- _Task material_
# # # #

// Copyright 2019-2022 ChainSafe Systems
// SPDX-License-Identifier: Apache-2.0, MIT

use fvm_shared::clock::ChainEpoch;

/// Constant defining the [QuantSpec] which performs no quantization.
pub const NO_QUANTIZATION: QuantSpec = QuantSpec { unit: 1, offset: 0 };

/// A spec for epoch quantization: a grid of `unit`-spaced epochs anchored at `offset`.
#[derive(Copy, Clone, Debug, PartialEq, Eq)]
pub struct QuantSpec {
    /// The unit of quantization
    pub unit: ChainEpoch,
    /// The offset from zero from which to base the modulus
    pub offset: ChainEpoch,
}

impl QuantSpec {
    /// Rounds `epoch` to the nearest exact multiple of the quantization unit offset by
    /// `offset % unit`, rounding up.
    ///
    /// This function is equivalent to `unit * ceil(epoch - (offset % unit) / unit) + (offsetSeed % unit)`
    /// with the variables/operations are over real numbers instead of ints.
    ///
    /// Precondition: `unit >= 0`
    pub fn quantize_up(&self, epoch: ChainEpoch) -> ChainEpoch {
        let offset = self.offset.rem_euclid(self.unit);

        let remainder = (epoch - offset).rem_euclid(self.unit);
        if remainder == 0 {
            return epoch;
        }

        epoch - remainder + self.unit
    }

    /// Rounds `epoch` down to the nearest grid point at or before it.
    pub fn quantize_down(&self, epoch: ChainEpoch) -> ChainEpoch {
        let next = self.quantize_up(epoch);
        if next == epoch {
            return epoch;
        }
        next - self.unit
    }
}
// Copyright 2019-2022 ChainSafe Systems
// SPDX-License-Identifier: Apache-2.0, MIT

use std::cmp::Ordering;
use std::collections::BinaryHeap;

use fil_miner_runtime::{actor_error, ActorError};

use super::{Deadline, SectorOnChainInfo};

/// Load of a single deadline while new sectors are being handed out.
#[derive(Debug, Clone, PartialEq, Eq)]
struct DeadlineAssignmentInfo {
    index: usize,
    live_sectors: u64,
    total_sectors: u64,
}

impl DeadlineAssignmentInfo {
    /// Whether one more sector would need a partition beyond the limit.
    fn max_partitions_reached(&self, partition_size: u64, max_partitions: u64) -> bool {
        self.total_sectors >= partition_size.saturating_mul(max_partitions)
    }
}

impl Ord for DeadlineAssignmentInfo {
    // BinaryHeap is a max-heap, so the "greatest" entry is the least loaded deadline,
    // with ties going to the lowest index.
    fn cmp(&self, other: &Self) -> Ordering {
        other
            .live_sectors
            .cmp(&self.live_sectors)
            .then_with(|| other.index.cmp(&self.index))
    }
}

impl PartialOrd for DeadlineAssignmentInfo {
    fn partial_cmp(&self, other: &Self) -> Option<Ordering> {
        Some(self.cmp(other))
    }
}

/// Assigns sectors to deadlines, one at a time, always choosing the open deadline
/// with the fewest live sectors.
///
/// `deadlines` holds `None` for deadlines that may not receive sectors right now.
/// Returns the sectors assigned to each deadline, indexed like `deadlines`.
pub fn assign_deadlines(
    max_partitions: u64,
    partition_size: u64,
    deadlines: &[Option<Deadline>],
    sectors: Vec<SectorOnChainInfo>,
) -> Result<Vec<Vec<SectorOnChainInfo>>, ActorError> {
    let mut heap: BinaryHeap<DeadlineAssignmentInfo> = deadlines
        .iter()
        .enumerate()
        .filter_map(|(index, deadline)| {
            deadline.as_ref().map(|dl| DeadlineAssignmentInfo {
                index,
                live_sectors: dl.live_sectors,
                total_sectors: dl.total_sectors,
            })
        })
        .filter(|info| !info.max_partitions_reached(partition_size, max_partitions))
        .collect();

    let mut changes = vec![Vec::new(); deadlines.len()];

    for sector in sectors {
        let mut info = heap.pop().ok_or_else(|| {
            actor_error!(
                illegal_state,
                "max partitions limit {} reached for all deadlines",
                max_partitions
            )
        })?;

        changes[info.index].push(sector);
        info.live_sectors += 1;
        info.total_sectors += 1;

        if !info.max_partitions_reached(partition_size, max_partitions) {
            heap.push(info);
        }
    }

    Ok(changes)
}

# # # #

- _Task prompt_
Copy only this part of the entries above: the line with "Some(self.cmp(other))", the line with "sectors right now.", and the lines between, all exactly as written.

- _Solution to the exercise_
        Some(self.cmp(other))
    }
}

/// Assigns sectors to deadlines, one at a time, always choosing the open deadline
/// with the fewest live sectors.
///
/// `deadlines` holds `None` for deadlines that may not receive sectors right now.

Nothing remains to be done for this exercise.